Project Leroy - Lessons Learned Part 2

Project Leroy - Lessons Learned Part 2

How to not crash a Raspberri Pi.

Resilience on Raspberry Pi

Currently, I’m running Leroy on a Raspberry Pi 3. The compute power needed for computer vision demanding for a small device. I found there were many fail safes I needed to put in place to ensure Leroy would not crash and potentially miss visitations.

1. Ensure python properly handles exceptions.

Leroy’s computer vision code runs on python using the opencv library. The code runs an infinite loop capturing frames from a video stream and looking for birds using object detection and classification. I handle exceptions at the loop level to to keep Leroy running in spite of issues during processing. I handle exceptions at the main program level as a catch all. Logging is key. With this heavy of a load on Raspberry Pi, its easy for it to crash. If you’re not logging then you are losing information you need to stabilize.

2. Check for adequate disk space before saving images

When a machine get’s low on disk space it can become unusable. Leroy is designed to run offline, so there is not process, as of now, to sync photos to the cloud to maintain space locally. If left unchecked, Leroy could fill his own disk and crash. I put checks in his code every time he goes to save a photo to makes sure disk space is less than 95%.

3. Optimizing Image Size

Leroy presents a dilemma when it comes to processing images. As bird watcher, I want the highest resolution image I can get. As an engineer, I want the smallest. The smaller the photo the faster Leroy will be at detecting birds and less prone to crashing under the stress of data processing. PiCamera version 1 is a 5 megapixel camera. Version 2 is a 8 megapixel. At full resolution, this is way too much data to run through an object detection model. Believe me, I tried.

How do we get the best of both worlds?

Resizing. Leroy can now capture 8MP images while resizing the frame on-the-fly down to a 400px width for object detection.
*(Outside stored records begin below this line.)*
//! Step control: how the sampler tells a step it is over its limits.

use tracing::{debug, warn};

use crate::error::{AcctError, AcctResult};
use crate::sampler::StepKey;

pub trait StepControl: Send + Sync {
    /// Deliver a message to the step's user.
    fn notify(&self, step: StepKey, message: &str);

    /// Signal every process of the step.
    fn cancel(&self, step: StepKey, signal: i32, pids: &[u32]) -> AcctResult<()>;
}

/// Signals local processes with `kill(2)`. Notifications go to the log.
#[derive(Debug, Default, Clone, Copy)]
pub struct LocalControl;

impl StepControl for LocalControl {
    fn notify(&self, step: StepKey, message: &str) {
        warn!(step = %step, "{message}");
    }

    fn cancel(&self, step: StepKey, signal: i32, pids: &[u32]) -> AcctResult<()> {
        let mut failed = Vec::new();
        for &pid in pids {
            let Ok(target) = libc::pid_t::try_from(pid) else {
                failed.push(pid);
                continue;
            };
            if target <= 0 {
                failed.push(pid);
                continue;
            }
            // SAFETY: kill(2) has no memory-safety preconditions.
            let rc = unsafe { libc::kill(target, signal) };
            if rc != 0 {
                let err = std::io::Error::last_os_error();
                if err.raw_os_error() == Some(libc::ESRCH) {
                    debug!(step = %step, pid, "process already gone");
                } else {
                    failed.push(pid);
                }
            }
        }
        if failed.is_empty() {
            Ok(())
        } else {
            Err(AcctError::Signal(format!("step {step}: could not signal pids {failed:?}")))
        }
    }
}

#[cfg(test)]
mod tests {
    use super::*;

    #[test]
    fn zero_pid_is_refused() {
        // pid 0 would signal our own process group.
        let err = LocalControl.cancel(StepKey::new(1, 0), 0, &[0]).unwrap_err();
        assert!(matches!(err, AcctError::Signal(_)));
    }

    #[test]
    fn signal_zero_reaches_own_process() {
        let me = std::process::id();
        LocalControl.cancel(StepKey::new(1, 0), 0, &[me]).unwrap();
    }
}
This took some serious trial and error.

How do you get a bounding box for a full-size image when its coordinates came from the resized image?
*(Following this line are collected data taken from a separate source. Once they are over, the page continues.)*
//! Step accounting record.
//!
//! A [`JobAcct`] carries CPU times, frequency and energy, plus for each
//! tracked TRES the `max`/`min` values together with the node and task
//! that produced them, and a running total. Both an "in" direction
//! (consumption, reads) and an "out" direction (writes) are kept.
//!
//! Node and task slots use [`UNSET`] until a sample has been merged.

use serde::{Deserialize, Serialize};

use crate::tres::{TRES_CPU, TRES_MEM, TRES_VMEM, TresId, TresVec, UNSET, add_value};

/// Per-direction usage arrays, all of the same width.
#[derive(Debug, Clone, PartialEq, Eq, Serialize, Deserialize)]
pub struct TresUsage {
    pub max: TresVec,
    pub max_node: TresVec,
    pub max_task: TresVec,
    pub min: TresVec,
    pub min_node: TresVec,
    pub min_task: TresVec,
    pub tot: TresVec,
}

impl TresUsage {
    pub fn unset(width: usize) -> Self {
        Self {
            max: TresVec::unset(width),
            max_node: TresVec::unset(width),
            max_task: TresVec::unset(width),
            min: TresVec::unset(width),
            min_node: TresVec::unset(width),
            min_task: TresVec::unset(width),
            tot: TresVec::unset(width),
        }
    }

    pub fn width(&self) -> usize {
        self.tot.width()
    }

    fn resize(&mut self, width: usize) {
        for v in self.vectors_mut() {
            v.resize(width, UNSET);
        }
    }

    fn vectors_mut(&mut self) -> [&mut TresVec; 7] {
        [
            &mut self.max,
            &mut self.max_node,
            &mut self.max_task,
            &mut self.min,
            &mut self.min_node,
            &mut self.min_task,
            &mut self.tot,
        ]
    }

    /// Record a single-task sample: `min = max = tot = sample`, with the
    /// producing node and task stamped on both extremes.
    pub fn set_sample(&mut self, index: usize, value: u64, node: u64, task: u64) {
        if index >= self.width() {
            return;
        }
        self.max.set(index, value);
        self.min.set(index, value);
        self.tot.set(index, value);
        self.max_node.set(index, node);
        self.max_task.set(index, task);
        self.min_node.set(index, node);
        self.min_task.set(index, task);
    }

    /// Fold `other` into `self`; extremes keep the node and task that
    /// produced them, totals add.
    pub fn aggregate(&mut self, other: &TresUsage) {
        let width = self.width().min(other.width());
        for i in 0..width {
            let theirs = other.max.get(i);
            let ours = self.max.get(i);
            if theirs != UNSET && (ours == UNSET || theirs > ours) {
                self.max.set(i, theirs);
                self.max_node.set(i, other.max_node.get(i));
                self.max_task.set(i, other.max_task.get(i));
            }

            let theirs = other.min.get(i);
            let ours = self.min.get(i);
            if theirs != UNSET && (ours == UNSET || theirs < ours) {
                self.min.set(i, theirs);
                self.min_node.set(i, other.min_node.get(i));
                self.min_task.set(i, other.min_task.get(i));
            }

            self.tot.set(i, add_value(self.tot.get(i), other.tot.get(i)));
        }
    }
}

/// Accounting record for one task, or an aggregate over many.
#[derive(Debug, Clone, PartialEq, Eq, Serialize, Deserialize)]
pub struct JobAcct {
    pub pid: u32,
    pub node_id: u32,
    pub task_id: u32,
    pub user_cpu_sec: u64,
    pub user_cpu_usec: u32,
    pub sys_cpu_sec: u64,
    pub sys_cpu_usec: u32,
    /// kHz.
    pub act_cpufreq: u32,
    /// Joules.
    pub energy_consumed: u64,
    /// TRES id of each slot; slot `i` describes `tres_ids[i]`.
    pub tres_ids: Vec<TresId>,
    pub usage_in: TresUsage,
    pub usage_out: TresUsage,
}

impl JobAcct {
    /// Empty record tracking `tres_ids`.
    pub fn new(tres_ids: Vec<TresId>) -> Self {
        let width = tres_ids.len();
        Self {
            pid: 0,
            node_id: 0,
            task_id: 0,
            user_cpu_sec: 0,
            user_cpu_usec: 0,
            sys_cpu_sec: 0,
            sys_cpu_usec: 0,
            act_cpufreq: 0,
            energy_consumed: 0,
            tres_ids,
            usage_in: TresUsage::unset(width),
            usage_out: TresUsage::unset(width),
        }
    }

    pub fn for_task(tres_ids: Vec<TresId>, pid: u32, node_id: u32, task_id: u32) -> Self {
        Self {
            pid,
            node_id,
            task_id,
            ..Self::new(tres_ids)
        }
    }

    pub fn width(&self) -> usize {
        self.tres_ids.len()
    }

    /// Slot holding TRES `id`.
    pub fn index_of(&self, id: TresId) -> Option<usize> {
        self.tres_ids.iter().position(|t| *t == id)
    }

    /// Start tracking `id` if not already present.
    pub fn track(&mut self, id: TresId) -> usize {
        if let Some(i) = self.index_of(id) {
            return i;
        }
        self.tres_ids.push(id);
        let width = self.tres_ids.len();
        self.usage_in.resize(width);
        self.usage_out.resize(width);
        width - 1
    }

    pub fn has_data(&self) -> bool {
        self.usage_in.tot.as_slice().iter().any(|v| *v != UNSET)
            || self.usage_out.tot.as_slice().iter().any(|v| *v != UNSET)
            || self.user_cpu_sec > 0
            || self.user_cpu_usec > 0
            || self.sys_cpu_sec > 0
            || self.sys_cpu_usec > 0
    }

    /// Total CPU time in seconds.
    pub fn total_cpu_secs(&self) -> f64 {
        self.user_cpu_sec as f64
            + self.sys_cpu_sec as f64
            + (f64::from(self.user_cpu_usec) + f64::from(self.sys_cpu_usec)) / 1e6
    }

    /// Set the "in" sample of `id` for this record's own node and task.
    pub fn set_in_sample(&mut self, id: TresId, value: u64) {
        if let Some(i) = self.index_of(id) {
            let (node, task) = (u64::from(self.node_id), u64::from(self.task_id));
            self.usage_in.set_sample(i, value, node, task);
        }
    }

    pub fn set_out_sample(&mut self, id: TresId, value: u64) {
        if let Some(i) = self.index_of(id) {
            let (node, task) = (u64::from(self.node_id), u64::from(self.task_id));
            self.usage_out.set_sample(i, value, node, task);
        }
    }

    /// Merge a record from another task or node into this aggregate.
    ///
    /// CPU times, frequency and energy add; TRES slots are matched by id.
    pub fn aggregate(&mut self, other: &JobAcct) {
        let user_usec = u64::from(self.user_cpu_usec) + u64::from(other.user_cpu_usec);
        self.user_cpu_sec += other.user_cpu_sec + user_usec / 1_000_000;
        self.user_cpu_usec = (user_usec % 1_000_000) as u32;
        let sys_usec = u64::from(self.sys_cpu_usec) + u64::from(other.sys_cpu_usec);
        self.sys_cpu_sec += other.sys_cpu_sec + sys_usec / 1_000_000;
        self.sys_cpu_usec = (sys_usec % 1_000_000) as u32;

        self.act_cpufreq = self.act_cpufreq.saturating_add(other.act_cpufreq);
        self.energy_consumed = self.energy_consumed.saturating_add(other.energy_consumed);

        if self.tres_ids == other.tres_ids {
            self.usage_in.aggregate(&other.usage_in);
            self.usage_out.aggregate(&other.usage_out);
            return;
        }
        for id in &other.tres_ids {
            self.track(*id);
        }
        let realigned = other.realign(&self.tres_ids);
        self.usage_in.aggregate(&realigned.usage_in);
        self.usage_out.aggregate(&realigned.usage_out);
    }

    /// Copy of `self` whose slots follow `ids`; missing slots are unset.
    pub fn realign(&self, ids: &[TresId]) -> JobAcct {
        let mut out = JobAcct {
            tres_ids: ids.to_vec(),
            usage_in: TresUsage::unset(ids.len()),
            usage_out: TresUsage::unset(ids.len()),
            ..self.clone()
        };
        for (dst, id) in ids.iter().enumerate() {
            let Some(src) = self.index_of(*id) else { continue };
            copy_slot(&self.usage_in, src, &mut out.usage_in, dst);
            copy_slot(&self.usage_out, src, &mut out.usage_out, dst);
        }
        out
    }

    /// Average of a gauge over `polls` samples.
    pub fn ave(&self, id: TresId, polls: u64) -> Option<u64> {
        let i = self.index_of(id)?;
        let tot = self.usage_in.tot.get(i);
        if tot == UNSET || polls == 0 {
            return None;
        }
        Some(tot / polls)
    }

    pub fn max_rss(&self) -> Option<u64> {
        self.in_max(TRES_MEM as TresId)
    }

    pub fn max_vmem(&self) -> Option<u64> {
        self.in_max(TRES_VMEM as TresId)
    }

    pub fn cpu_time_ms(&self) -> Option<u64> {
        let i = self.index_of(TRES_CPU as TresId)?;
        let tot = self.usage_in.tot.get(i);
        (tot != UNSET).then_some(tot)
    }

    fn in_max(&self, id: TresId) -> Option<u64> {
        let i = self.index_of(id)?;
        let v = self.usage_in.max.get(i);
        (v != UNSET).then_some(v)
    }
}

fn copy_slot(src: &TresUsage, from: usize, dst: &mut TresUsage, to: usize) {
    dst.max.set(to, src.max.get(from));
    dst.max_node.set(to, src.max_node.get(from));
    dst.max_task.set(to, src.max_task.get(from));
    dst.min.set(to, src.min.get(from));
    dst.min_node.set(to, src.min_node.get(from));
    dst.min_task.set(to, src.min_task.get(from));
    dst.tot.set(to, src.tot.get(from));
}

#[cfg(test)]
mod tests {
    use super::*;
    use crate::tres::{TRES_FS_DISK, TRES_STATIC_CNT};

    fn static_ids() -> Vec<TresId> {
        (0..TRES_STATIC_CNT as TresId).collect()
    }

    #[test]
    fn single_task_sample_sets_both_extremes() {
        let mut acct = JobAcct::for_task(static_ids(), 100, 2, 5);
        acct.set_in_sample(TRES_MEM as TresId, 4096);

        let i = TRES_MEM;
        assert_eq!(acct.usage_in.max.get(i), 4096);
        assert_eq!(acct.usage_in.min.get(i), 4096);
        assert_eq!(acct.usage_in.max_task.get(i), 5);
        assert_eq!(acct.usage_in.min_task.get(i), 5);
        assert_eq!(acct.usage_in.min_node.get(i), 2);
        assert!(!acct.usage_in.tot.is_set(TRES_CPU));
    }

    #[test]
    fn aggregate_tracks_extremes_and_sums() {
        let mut a = JobAcct::for_task(static_ids(), 1, 0, 0);
        a.set_in_sample(TRES_MEM as TresId, 100);
        a.user_cpu_sec = 1;
        a.user_cpu_usec = 600_000;

        let mut b = JobAcct::for_task(static_ids(), 2, 1, 3);
        b.set_in_sample(TRES_MEM as TresId, 300);
        b.user_cpu_usec = 500_000;

        let mut agg = JobAcct::new(static_ids());
        agg.aggregate(&a);
        agg.aggregate(&b);

        assert_eq!(agg.usage_in.max.get(TRES_MEM), 300);
        assert_eq!(agg.usage_in.max_node.get(TRES_MEM), 1);
        assert_eq!(agg.usage_in.max_task.get(TRES_MEM), 3);
        assert_eq!(agg.usage_in.min.get(TRES_MEM), 100);
        assert_eq!(agg.usage_in.min_task.get(TRES_MEM), 0);
        assert_eq!(agg.usage_in.tot.get(TRES_MEM), 400);
        assert_eq!((agg.user_cpu_sec, agg.user_cpu_usec), (2, 100_000));
    }

    #[test]
    fn unset_never_survives_a_real_sample() {
        let mut agg = JobAcct::new(static_ids());
        let mut a = JobAcct::for_task(static_ids(), 1, 0, 0);
        a.set_in_sample(TRES_FS_DISK as TresId, 0);
        agg.aggregate(&a);
        assert_eq!(agg.usage_in.max.get(TRES_FS_DISK), 0);
        assert_eq!(agg.usage_in.min.get(TRES_FS_DISK), 0);
        assert_eq!(agg.usage_in.tot.get(TRES_FS_DISK), 0);
    }

    #[test]
    fn aggregate_realigns_different_id_sets() {
        let mut agg = JobAcct::new(vec![0, 1]);
        let mut other = JobAcct::for_task(vec![1, 7], 9, 0, 1);
        other.set_in_sample(7, 55);
        other.set_in_sample(1, 10);

        agg.aggregate(&other);
        assert_eq!(agg.tres_ids, vec![0, 1, 7]);
        assert_eq!(agg.usage_in.max.get(2), 55);
        assert_eq!(agg.usage_in.max.get(1), 10);
        assert!(!agg.usage_in.max.is_set(0));
    }

    #[test]
    fn average_divides_total_by_polls() {
        let mut acct = JobAcct::for_task(static_ids(), 1, 0, 0);
        acct.set_in_sample(TRES_MEM as TresId, 900);
        assert_eq!(acct.ave(TRES_MEM as TresId, 3), Some(300));
        assert_eq!(acct.ave(TRES_CPU as TresId, 3), None);
        assert_eq!(acct.max_rss(), Some(900));
    }
}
The bounding box is returned as a percentag of width and height. Simply taking that percentage and multiplying it by the width, if its an x coordinate, or height, if its a y coordinate, will translate the box to whatever size image you are working with. In order for this to work, you have to maintain aspect ratio. For PiCamera that is 4:3.
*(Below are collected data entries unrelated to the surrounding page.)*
//! coregrid-core — shared domain types for the coregrid workload manager.
//!
//! # Components
//!
//! - **`bitmap`**: Fixed-width node and core bitsets
//! - **`tres`**: TRES table, usage vectors and assignment lists
//! - **`node`**: Frozen node inventory and GRES topology
//! - **`partition`**: Partition definitions
//! - **`job`**: Job requests and granted resources
//! - **`acct`**: Step accounting record
//! - **`config`**: `coregrid.toml` parsing

pub mod acct;
pub mod bitmap;
pub mod config;
pub mod job;
pub mod node;
pub mod partition;
pub mod tres;

pub use acct::{JobAcct, TresUsage};
pub use bitmap::{Bitmap, BitmapError, BitmapResult};
pub use config::{
    AcctGatherConfig, AcctParam, BackfillConfig, ClusterConfig, ConfigError, ConfigResult, CrType,
    NodeConfig, PartitionConfig, PreemptConfig, SelectConfig,
};
pub use job::{
    CoreFamily, GresAlloc, GresRequest, JobId, JobRequest, JobResources, NodeDist, NodeShareState,
    PreemptMode, SocketDist, TaskDist, WholeNode,
};
pub use node::{GresInventory, GresTopo, MAX_BOARDS, Node, NodeId};
pub use partition::{Partition, PartitionId};
pub use tres::{TresCount, TresError, TresId, TresList, TresResult, TresTable, TresVec, UNSET};
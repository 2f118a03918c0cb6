//! coregrid.toml configuration parser.

use std::collections::{BTreeMap, HashSet};
use std::path::{Path, PathBuf};

use serde::{Deserialize, Serialize};
use thiserror::Error;
use tracing::debug;

use crate::job::PreemptMode;
use crate::node::Node;
use crate::partition::Partition;

#[derive(Debug, Error)]
pub enum ConfigError {
    #[error("failed to read config: {0}")]
    Io(#[from] std::io::Error),

    #[error("failed to parse config: {0}")]
    Parse(#[from] toml::de::Error),

    #[error("invalid node: {0}")]
    Node(String),

    #[error("invalid GRES specification: {0}")]
    Gres(String),

    #[error("invalid partition: {0}")]
    Partition(String),
}

pub type ConfigResult<T> = Result<T, ConfigError>;

#[derive(Debug, Clone, Default, Serialize, Deserialize)]
pub struct ClusterConfig {
    #[serde(default)]
    pub select: SelectConfig,
    #[serde(default)]
    pub preempt: PreemptConfig,
    #[serde(default)]
    pub backfill: BackfillConfig,
    #[serde(default)]
    pub acct_gather: AcctGatherConfig,
    #[serde(default)]
    pub nodes: Vec<NodeConfig>,
    #[serde(default)]
    pub partitions: Vec<PartitionConfig>,
}

/// Consumable resource granularity.
#[derive(Debug, Clone, Copy, Default, PartialEq, Eq, Serialize, Deserialize)]
#[serde(rename_all = "lowercase")]
pub enum CrType {
    #[default]
    Core,
    /// Whole sockets are allocated once any core of them is used.
    Socket,
    /// Individual hardware threads are allocatable.
    Cpu,
}

#[derive(Debug, Clone, Serialize, Deserialize)]
#[serde(default)]
pub struct SelectConfig {
    pub cr_type: CrType,
    /// Track memory as a consumable resource.
    pub cr_memory: bool,
    pub one_task_per_core: bool,
    /// Prefer least-loaded nodes.
    pub lln: bool,
    /// MiB per CPU when a job gives no memory request; 0 leaves such jobs memory-free.
    pub def_mem_per_cpu: u64,
    pub enforce_binding: bool,
    pub pack_serial_at_end: bool,
}

impl Default for SelectConfig {
    fn default() -> Self {
        Self {
            cr_type: CrType::Core,
            cr_memory: true,
            one_task_per_core: false,
            lln: false,
            def_mem_per_cpu: 0,
            enforce_binding: false,
            pack_serial_at_end: false,
        }
    }
}

#[derive(Debug, Clone, Serialize, Deserialize)]
#[serde(default)]
pub struct PreemptConfig {
    pub mode: PreemptMode,
    pub by_partition: bool,
    /// Admin limit on reorder passes (`preempt_reorder_cnt`).
    pub reorder_count: u32,
    pub strict_order: bool,
}

impl Default for PreemptConfig {
    fn default() -> Self {
        Self {
            mode: PreemptMode::Off,
            by_partition: false,
            reorder_count: 1,
            strict_order: false,
        }
    }
}

#[derive(Debug, Clone, Serialize, Deserialize)]
#[serde(default)]
pub struct BackfillConfig {
    /// Seconds added to the batching window each iteration; 0 doubles it.
    pub window_scale: u64,
    pub initial_window_secs: u64,
    pub max_wall_ms: u64,
}

impl Default for BackfillConfig {
    fn default() -> Self {
        Self {
            window_scale: 0,
            initial_window_secs: 60,
            max_wall_ms: 2000,
        }
    }
}

/// Accounting sampler flags.
#[derive(Debug, Clone, Copy, PartialEq, Eq, Hash, Serialize, Deserialize)]
pub enum AcctParam {
    NoShare,
    UsePss,
    NoOverMemoryKill,
}

#[derive(Debug, Clone, Serialize, Deserialize)]
#[serde(default, deny_unknown_fields)]
pub struct AcctGatherConfig {
    pub frequency_secs: u64,
    pub params: Vec<AcctParam>,
    pub clock_ticks: u64,
    pub page_size: u64,
    pub proc_root: PathBuf,
    pub sysfs_root: PathBuf,
    /// Capability options, routed through the option registry.
    pub options: BTreeMap<String, String>,
}

impl Default for AcctGatherConfig {
    fn default() -> Self {
        Self {
            frequency_secs: 30,
            params: Vec::new(),
            clock_ticks: 100,
            page_size: 4096,
            proc_root: PathBuf::from("/proc"),
            sysfs_root: PathBuf::from("/sys"),
            options: BTreeMap::new(),
        }
    }
}

impl AcctGatherConfig {
    pub fn has_param(&self, param: AcctParam) -> bool {
        self.params.contains(&param)
    }
}

fn one() -> u16 {
    1
}

#[derive(Debug, Clone, Serialize, Deserialize)]
pub struct NodeConfig {
    pub name: String,
    #[serde(default = "one")]
    pub boards: u16,
    pub sockets: u16,
    pub cores_per_socket: u16,
    #[serde(default = "one")]
    pub threads_per_core: u16,
    /// MiB.
    pub real_memory: u64,
    #[serde(default)]
    pub mem_spec_limit: u64,
    #[serde(default)]
    pub core_spec_count: u16,
    #[serde(default)]
    pub gres: Vec<String>,
}

#[derive(Debug, Clone, Serialize, Deserialize)]
pub struct PartitionConfig {
    pub name: String,
    pub nodes: Vec<String>,
    #[serde(default = "one")]
    pub priority_tier: u16,
    #[serde(default = "one")]
    pub max_share: u16,
    #[serde(default)]
    pub preempt_mode: Option<PreemptMode>,
}

impl ClusterConfig {
    pub fn from_file(path: &Path) -> ConfigResult<Self> {
        let content = std::fs::read_to_string(path)?;
        let config = Self::from_toml_str(&content)?;
        debug!(
            path = %path.display(),
            nodes = config.nodes.len(),
            partitions = config.partitions.len(),
            "loaded cluster config"
        );
        Ok(config)
    }

    pub fn from_toml_str(content: &str) -> ConfigResult<Self> {
        let config: ClusterConfig = toml::from_str(content)?;
        config.validate()?;
        Ok(config)
    }

    /// Cross-section checks that serde cannot express.
    pub fn validate(&self) -> ConfigResult<()> {
        let mut names = HashSet::new();
        for node in &self.nodes {
            if !names.insert(node.name.as_str()) {
                return Err(ConfigError::Node(format!("duplicate node name {}", node.name)));
            }
        }
        let mut parts = HashSet::new();
        for part in &self.partitions {
            if !parts.insert(part.name.as_str()) {
                return Err(ConfigError::Partition(format!(
                    "duplicate partition name {}",
                    part.name
                )));
            }
            if part.max_share == 0 {
                return Err(ConfigError::Partition(format!(
                    "{}: max_share must be at least 1",
                    part.name
                )));
            }
            if let Some(missing) = part.nodes.iter().find(|n| !names.contains(n.as_str())) {
                return Err(ConfigError::Partition(format!(
                    "{}: unknown node {missing}",
                    part.name
                )));
            }
        }
        Ok(())
    }

    /// Build the frozen node inventory, ids in declaration order.
    pub fn build_nodes(&self) -> ConfigResult<Vec<Node>> {
        self.nodes
            .iter()
            .enumerate()
            .map(|(i, cfg)| Node::from_config(i as u32, cfg))
            .collect()
    }

    pub fn build_partitions(&self, nodes: &[Node]) -> ConfigResult<Vec<Partition>> {
        self.partitions
            .iter()
            .enumerate()
            .map(|(i, cfg)| Partition::from_config(i as u32, cfg, nodes, self.preempt.mode))
            .collect()
    }

    pub fn to_toml_string(&self) -> Result<String, toml::ser::Error> {
        toml::to_string_pretty(self)
    }
}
4. Run Leroy as a linux service

Running Leroy as a registered linux service allows me to configure the service to bounce back if it goes down. In the future, I hope to capture this same resilience using docker, which also has the ability to restart the container if it goes down.

Conclusion

All of these things put together allows Leroy to run 24/7 detecting and classifying birds, capturing 8MB stills completely offline until the disk is nearly complete. This opens up the possiblity of running off of battery power in remote locations, which I plan to do.